Our assumptions about the gradual fading of the virus drag imply a growth pace of +12% in 2020Q3, +10% in 2020Q4, and +8%/+6%/+4%/+3% in 2021Q1-Q4. Our forecast of full-year growth is now -3.8% on an annual average basis and -3.1% on a Q4/Q4 basis.
Why such an extreme forecast, especially in Q2? The sudden stop in US economic activity in response to the virus is unprecedented, and the early data points over the last week strengthen our confidence that a dramatic slowdown is indeed already underway. In some US states, authorities have now issued statewide shutdown orders to slow the pace of virus spread and avoid overwhelming the health care system, measures that will further reduce the level of economic activity
These unprecedented downgrades to Goldman's growth forecasts also imply a large upward revision to its unemployment rate forecast as suddenly tens of millions of Americans will be out of a job. Using three approaches—the empirical relationship between GDP and unemployment, the experience of Hurricane Katrina, and a bottom-up analysis of likely job losses by sector and occupation— Goldman estimate a massive 5.5% increase in the U3 unemployment rate to a 9% peak in coming quarters.
What about the $1+ trillion fiscal stimulus, won't that help?
According to Goldman, the details of the forthcoming fiscal stimulus package could push the unemployment rate in either direction. Unemployment insurance benefits have expanded modestly under Phase 2 of the fiscal package, which became law on March 17. The bank expects a more substantial expansion, including increased benefit payment amounts to cover a greater share of workers’ lost wages, to be included in Phase 3, which will become law the week of March 23. Greater unemployment benefits might make it easier for employers to lay off workers they hope to rehire, knowing that they will receive a higher share of their former wages than employers can pay them.

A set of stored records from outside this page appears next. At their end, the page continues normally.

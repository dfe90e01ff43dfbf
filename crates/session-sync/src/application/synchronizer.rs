//! Session State Synchronizer
//!
//! Maintains a read-only, always-current snapshot of the session derived
//! from three store keys, and publishes it to subscribers through a watch
//! channel. Recomputation is triggered by store notifications, by the
//! fallback poll, or by an explicit `refresh()`.
//!
//! The synchronizer itself never writes to the store; sign-in/sign-out use
//! cases own the write path.
//!
//! Recompute publishes the snapshot and its last-seen raw values as one
//! unit (the watch sender serializes that section across threads). The
//! fallback poll compares the store against the last-seen values, so when
//! two racing recomputes publish out of order, the losing pair diverges
//! from the store and the next poll tick recomputes.

use std::sync::{Arc, Mutex, Weak};

use tokio::sync::watch;
use tokio::task::JoinHandle;
use tokio::time::MissedTickBehavior;

use crate::application::config::SessionConfig;
use crate::domain::entity::snapshot::SessionSnapshot;
use crate::domain::store::{SessionStore, SubscriptionId};
use crate::domain::value_object::role::Role;

/// Raw values of the two security-relevant keys as of the last recompute.
/// The fallback poll compares against these to detect out-of-band writes.
#[derive(Default)]
struct LastSeen {
    token: Option<String>,
    role: Option<String>,
}

struct Inner {
    store: Arc<dyn SessionStore>,
    config: SessionConfig,
    tx: watch::Sender<SessionSnapshot>,
    last_seen: Mutex<LastSeen>,
}

impl Inner {
    /// Absence-safe store read: errors are logged and demoted to "absent",
    /// which downstream normalization turns into a logged-out view.
    fn read_raw(&self, key: &str) -> Option<String> {
        match self.store.get(key) {
            Ok(value) => value,
            Err(e) => {
                tracing::warn!(key = %key, error = %e, "Store read failed, treating as absent");
                None
            }
        }
    }

    /// Re-read the three keys, recompute the snapshot, publish on change.
    fn recompute(&self) -> SessionSnapshot {
        let token_raw = self.read_raw(&self.config.token_key);
        let role_raw = self.read_raw(&self.config.role_key);
        let username_raw = self.read_raw(&self.config.username_key);

        let snapshot = SessionSnapshot::from_raw(
            token_raw.as_deref(),
            role_raw.as_deref(),
            username_raw.as_deref(),
        );

        // Invariant: last_seen always describes the published snapshot, not
        // the freshest store read. Both are written inside the serialized
        // send closure so a racing recompute can never pair a stale publish
        // with fresh last_seen values, which would blind the poll for good.
        let changed = self.tx.send_if_modified(|current| {
            if let Ok(mut seen) = self.last_seen.lock() {
                seen.token = token_raw.clone();
                seen.role = role_raw.clone();
            }
            if *current == snapshot {
                false
            } else {
                *current = snapshot.clone();
                true
            }
        });

        if changed {
            tracing::debug!(
                authenticated = snapshot.is_authenticated,
                role = ?snapshot.role,
                "Session snapshot updated"
            );
        }

        snapshot
    }

    /// One fallback poll tick: recompute only if token or role changed
    /// underneath us since the last recompute.
    fn poll_once(&self) {
        let token_raw = self.read_raw(&self.config.token_key);
        let role_raw = self.read_raw(&self.config.role_key);

        let stale = match self.last_seen.lock() {
            Ok(seen) => seen.token != token_raw || seen.role != role_raw,
            Err(_) => true,
        };

        if stale {
            tracing::debug!("Out-of-band session change detected by fallback poll");
            self.recompute();
        }
    }
}

/// Reactive view over the session store
///
/// Dropping the synchronizer tears down the store subscription and the poll
/// task as a single unit; further store mutations publish nothing.
pub struct SessionSynchronizer {
    inner: Arc<Inner>,
    subscription: SubscriptionId,
    poll_task: Option<JoinHandle<()>>,
}

impl SessionSynchronizer {
    /// Create a synchronizer over `store` and perform the first read.
    ///
    /// The published value starts as the loading placeholder and flips to a
    /// real snapshot before this constructor returns, so `is_loading` is a
    /// one-tick transition. Requires a tokio runtime when the fallback poll
    /// is enabled.
    pub fn new(store: Arc<dyn SessionStore>, config: SessionConfig) -> Self {
        let (tx, _rx) = watch::channel(SessionSnapshot::loading());
        let inner = Arc::new(Inner {
            store: store.clone(),
            config,
            tx,
            last_seen: Mutex::new(LastSeen::default()),
        });

        // Same-process mutation signal: the store notifies us directly.
        let weak: Weak<Inner> = Arc::downgrade(&inner);
        let subscription = store.subscribe(Arc::new(move |key: &str| {
            if let Some(inner) = weak.upgrade() {
                if inner.config.is_session_key(key) {
                    inner.recompute();
                }
            }
        }));

        inner.recompute();

        // Fallback for backends mutated without an in-process notification.
        if let Some(poll_ms) = inner.config.poll_interval_ms() {
            tracing::debug!(poll_ms, "Fallback poll enabled");
        }
        let poll_task = inner.config.poll_interval.map(|every| {
            let weak = Arc::downgrade(&inner);
            tokio::spawn(async move {
                let mut ticker = tokio::time::interval(every);
                ticker.set_missed_tick_behavior(MissedTickBehavior::Delay);
                loop {
                    ticker.tick().await;
                    let Some(inner) = weak.upgrade() else { break };
                    inner.poll_once();
                }
            })
        });

        Self {
            inner,
            subscription,
            poll_task,
        }
    }

    /// Synchronous read of the current snapshot
    pub fn snapshot(&self) -> SessionSnapshot {
        self.inner.tx.borrow().clone()
    }

    /// Force an immediate re-read of the store.
    ///
    /// Returns the fresh snapshot within the same call; consumers that need
    /// read-your-write semantics after mutating the store use this instead
    /// of waiting for a notification or poll tick.
    pub fn refresh(&self) -> SessionSnapshot {
        self.inner.recompute()
    }

    /// Subscription handle for reactive consumers.
    ///
    /// The receiver observes every published snapshot change and reports
    /// closure once the synchronizer is dropped.
    pub fn watch(&self) -> watch::Receiver<SessionSnapshot> {
        self.inner.tx.subscribe()
    }

    /// True iff the current role equals `required` exactly
    pub fn has_role(&self, required: Role) -> bool {
        self.snapshot().has_role(required)
    }

    pub fn is_admin(&self) -> bool {
        self.snapshot().is_admin()
    }

    pub fn is_agent(&self) -> bool {
        self.snapshot().is_agent()
    }

    pub fn is_client(&self) -> bool {
        self.snapshot().is_client()
    }

    pub fn is_agent_or_admin(&self) -> bool {
        self.snapshot().is_agent_or_admin()
    }
}

impl Drop for SessionSynchronizer {
    fn drop(&mut self) {
        self.inner.store.unsubscribe(self.subscription);
        if let Some(task) = self.poll_task.take() {
            task.abort();
        }
    }
}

In the other direction, the Senate Republican proposal for Phase 3 of the fiscal package includes funding for small business loans that would be forgiven if used to finance payroll from March to June, as long as firms pay workers at least 75% of their normal pay. The odds are increasing that such a provision will be enacted as part of Phase 3, but for now a best guess is that more generous unemployment insurance will be the stronger factor, so that on net these two policies are more likely to nudge the reported unemployment rate higher than lower.
Whatever the final outcome, the bottom line is that if unemployment hits 10% in a few months, it would make a Trump's reelection very complicated.